While the feminist movement has tried to remove the shackles of stereotypical roles of women in marriage and motherhood, many of the essays in the book address how women with disability are yearning to take on these very roles that are denied to them because of their disability status. In this context it is important to highlight the judgment of the Supreme Court in Suchita Srivastava & Anr. vs. Chandigarh Administration6 which rejected the request of the State to carry out an abortion on Suchita who had mild mental retardation, and protected her right to be a mother and make her own reproductive choices. The Court held that her wish to bear the child must be respected and that it could not interfere with the right to personal autonomy that has been accorded to persons with mental retardation for exercising their reproductive rights.7 This judgment challenged the dominant construction and stereotypes about women with disabilities, and in order to do so, it relied upon several important interdisciplinary writings on disability and reproductive rights.

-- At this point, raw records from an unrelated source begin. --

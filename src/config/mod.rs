//! Configuration layer: the gateway document plus layered precedence
//! (file → environment → CLI).

pub mod cli;
pub mod endpoints;

pub use cli::{CliArgs, Command, ServeArgs, load_with_cli};
pub use endpoints::{
    CacheConfig, EndpointConfig, HandlerConfig, QueryDef, RateLimitConfig, ResponseConfig,
    TransactionConfig,
};

use std::collections::BTreeMap;
use std::net::SocketAddr;
use std::num::NonZeroU32;
use std::path::{Path, PathBuf};
use std::str::FromStr;

use serde::Deserialize;
use thiserror::Error;
use tracing::level_filters::LevelFilter;

const DEFAULT_CONFIG_FILE: &str = "gateway.yaml";
const DEFAULT_HTTP_ADDR: &str = "127.0.0.1:3000";
const DEFAULT_DB_MAX_CONNECTIONS: u32 = 8;

/// Environment override for the storage DSN.
pub const ENV_DB_DSN: &str = "VARCO_DB_DSN";

/// Fully-resolved settings after precedence resolution and validation.
#[derive(Debug, Clone)]
pub struct Settings {
    pub server: ServerSettings,
    pub storage: StorageSettings,
    pub logging: LoggingSettings,
    pub endpoints: Vec<EndpointConfig>,
}

#[derive(Debug, Clone)]
pub struct ServerSettings {
    pub http_addr: SocketAddr,
    /// Accepted by the schema; serving gRPC is not implemented.
    pub grpc_addr: Option<String>,
    /// Feature flags exposed to pipelines as the `features` scope key.
    pub features: BTreeMap<String, bool>,
}

#[derive(Debug, Clone)]
pub struct StorageSettings {
    pub dsn: Option<String>,
    pub max_connections: NonZeroU32,
}

#[derive(Debug, Clone)]
pub struct LoggingSettings {
    pub level: LevelFilter,
    pub format: LogFormat,
}

#[derive(Debug, Clone, Copy)]
pub enum LogFormat {
    Json,
    Compact,
}

#[derive(Debug, Error)]
pub enum LoadError {
    #[error("failed to read `{path}`")]
    Read {
        path: PathBuf,
        #[source]
        source: std::io::Error,
    },
    #[error("failed to parse `{path}`")]
    Parse {
        path: PathBuf,
        #[source]
        source: serde_yaml::Error,
    },
    #[error("failed to parse configuration: {0}")]
    ParseString(#[source] serde_yaml::Error),
    #[error("invalid configuration for `{key}`: {reason}")]
    Invalid { key: &'static str, reason: String },
}

impl LoadError {
    fn invalid(key: &'static str, reason: impl Into<String>) -> Self {
        Self::Invalid {
            key,
            reason: reason.into(),
        }
    }
}

/// Load settings using the configured precedence (file → env → CLI).
pub fn load(args: &CliArgs) -> Result<Settings, LoadError> {
    let path = args
        .config_file
        .clone()
        .unwrap_or_else(|| PathBuf::from(DEFAULT_CONFIG_FILE));

    let mut raw = load_document(&path)?;
    apply_env(&mut raw);

    match args.command.as_ref() {
        Some(Command::Serve(serve)) => raw.apply_serve_overrides(serve),
        None => raw.apply_serve_overrides(&ServeArgs::default()),
    }

    Settings::from_raw(raw)
}

/// Parse a gateway document from a string. `include` is a file-system
/// feature and is rejected here.
pub fn load_from_str(contents: &str) -> Result<Settings, LoadError> {
    let raw: RawDocument = serde_yaml::from_str(contents).map_err(LoadError::ParseString)?;
    if !raw.include.is_empty() {
        return Err(LoadError::invalid(
            "include",
            "not supported when loading from a string",
        ));
    }
    Settings::from_raw(raw)
}

fn load_document(path: &Path) -> Result<RawDocument, LoadError> {
    let contents = std::fs::read_to_string(path).map_err(|source| LoadError::Read {
        path: path.to_path_buf(),
        source,
    })?;

    let mut raw: RawDocument =
        serde_yaml::from_str(&contents).map_err(|source| LoadError::Parse {
            path: path.to_path_buf(),
            source,
        })?;

    // Includes resolve relative to the including file; their endpoints
    // append in order and their set values override, later includes last.
    let base = path.parent().unwrap_or_else(|| Path::new("."));
    let includes = std::mem::take(&mut raw.include);
    for include in includes {
        let child = load_document(&base.join(include))?;
        raw.merge(child);
    }

    Ok(raw)
}

fn apply_env(raw: &mut RawDocument) {
    if let Ok(dsn) = std::env::var(ENV_DB_DSN) {
        if !dsn.trim().is_empty() {
            raw.storage.dsn = Some(dsn);
        }
    }
}

#[derive(Debug, Clone, Deserialize, Default)]
#[serde(default)]
struct RawDocument {
    server: RawServer,
    storage: RawStorage,
    logging: RawLogging,
    include: Vec<PathBuf>,
    endpoints: Vec<EndpointConfig>,
}

#[derive(Debug, Clone, Deserialize, Default)]
#[serde(default)]
struct RawServer {
    http: Option<String>,
    grpc: Option<String>,
    features: BTreeMap<String, bool>,
}

#[derive(Debug, Clone, Deserialize, Default)]
#[serde(default)]
struct RawStorage {
    dsn: Option<String>,
    max_connections: Option<u32>,
}

#[derive(Debug, Clone, Deserialize, Default)]
#[serde(default)]
struct RawLogging {
    level: Option<String>,
    json: Option<bool>,
}

impl RawDocument {
    fn merge(&mut self, child: RawDocument) {
        if child.server.http.is_some() {
            self.server.http = child.server.http;
        }
        if child.server.grpc.is_some() {
            self.server.grpc = child.server.grpc;
        }
        for (flag, enabled) in child.server.features {
            self.server.features.insert(flag, enabled);
        }
        if child.storage.dsn.is_some() {
            self.storage.dsn = child.storage.dsn;
        }
        if child.storage.max_connections.is_some() {
            self.storage.max_connections = child.storage.max_connections;
        }
        if child.logging.level.is_some() {
            self.logging.level = child.logging.level;
        }
        if child.logging.json.is_some() {
            self.logging.json = child.logging.json;
        }
        self.endpoints.extend(child.endpoints);
    }

    fn apply_serve_overrides(&mut self, overrides: &ServeArgs) {
        if let Some(addr) = overrides.server_http.as_ref() {
            self.server.http = Some(addr.clone());
        }
        if let Some(dsn) = overrides.database_dsn.as_ref() {
            self.storage.dsn = Some(dsn.clone());
        }
        if let Some(max) = overrides.database_max_connections {
            self.storage.max_connections = Some(max);
        }
        if let Some(level) = overrides.log_level.as_ref() {
            self.logging.level = Some(level.clone());
        }
        if let Some(json) = overrides.log_json {
            self.logging.json = Some(json);
        }
    }
}

impl Settings {
    fn from_raw(raw: RawDocument) -> Result<Self, LoadError> {
        let RawDocument {
            server,
            storage,
            logging,
            include: _,
            endpoints,
        } = raw;

        let http_addr = server
            .http
            .as_deref()
            .unwrap_or(DEFAULT_HTTP_ADDR)
            .parse::<SocketAddr>()
            .map_err(|err| {
                LoadError::invalid("server.http", format!("invalid listen address: {err}"))
            })?;

        let dsn = storage.dsn.and_then(|value| {
            let trimmed = value.trim();
            (!trimmed.is_empty()).then(|| trimmed.to_string())
        });

        let max_connections = NonZeroU32::new(
            storage.max_connections.unwrap_or(DEFAULT_DB_MAX_CONNECTIONS),
        )
        .ok_or_else(|| {
            LoadError::invalid("storage.max_connections", "must be greater than zero")
        })?;

        let level = match logging.level {
            Some(level) => LevelFilter::from_str(&level).map_err(|err| {
                LoadError::invalid("logging.level", format!("failed to parse: {err}"))
            })?,
            None => LevelFilter::INFO,
        };
        let format = if logging.json.unwrap_or(false) {
            LogFormat::Json
        } else {
            LogFormat::Compact
        };

        for endpoint in &endpoints {
            if !endpoint.path.starts_with('/') {
                return Err(LoadError::invalid(
                    "endpoints.path",
                    format!("path `{}` must start with `/`", endpoint.path),
                ));
            }
        }

        Ok(Self {
            server: ServerSettings {
                http_addr,
                grpc_addr: server.grpc,
                features: server.features,
            },
            storage: StorageSettings {
                dsn,
                max_connections,
            },
            logging: LoggingSettings { level, format },
            endpoints,
        })
    }
}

We need more writings on disability in India in all disciplines so that it contributes to the evolving discourse on disability rights and disability is considered to be a subject of mainstream thought. The disability rights movement has been striving to place the distinctive needs and experiences of persons with disabilities in the broader equality debate. We need to articulate the right to equality of disabled persons, especially women with disabilities to make their life-choices on equal terms as others, and such an articulation will not be possible without an ‘emancipatory research’ framework8 of disability studies in India. This book marks a remarkable effort in this regard.
Footnotes 1 Anita Ghai, (Dis) Embodied Form: Issues of Disabled Women (Shakti Books, Har Anand Publications, New Delhi 2003) 2 Asha Hans and Annie Patri (eds), Women, Disability and Identity (Sage 2003) 3 Amita Dhanda, Legal Order and Mental Disorder (Sage 2000) 4 Marsha Saxton, ‘Disability Rights and Selective Abortion’ Rickie Solinger (ed), Abortion Wars, A Half Century of Struggle: 1950 to 2000 (University of California Press, Berkeley 1998) 5 Ibid 6 AIR 2010 SC 235 7 Ibid at Para 16. 8 The term ‘emancipatory research’ was used by Mike Oliver, ‘Emancipatory Research: Realistic Goal or Impossible Dream?’ in Colin Barnes and Geof Mercer (eds), Doing Disability Research (The Disability Press Leeds); See also Emma Stone and Mark Priestly, ‘Parasites, Pawns and Partners: Disability Research and the Role of Non-Disabled Researchers’, British Journal of Sociology (1996) 47 (4) 699 716; Bert Massie, ‘Foreword’ in Anna Lawson and Caroline Gooding (eds), Disability Rights in Europe: From Theory to Practice (Hart Oxford 2005) Jayna Kothari is with the Centre for Law and Policy Research, Bangalore.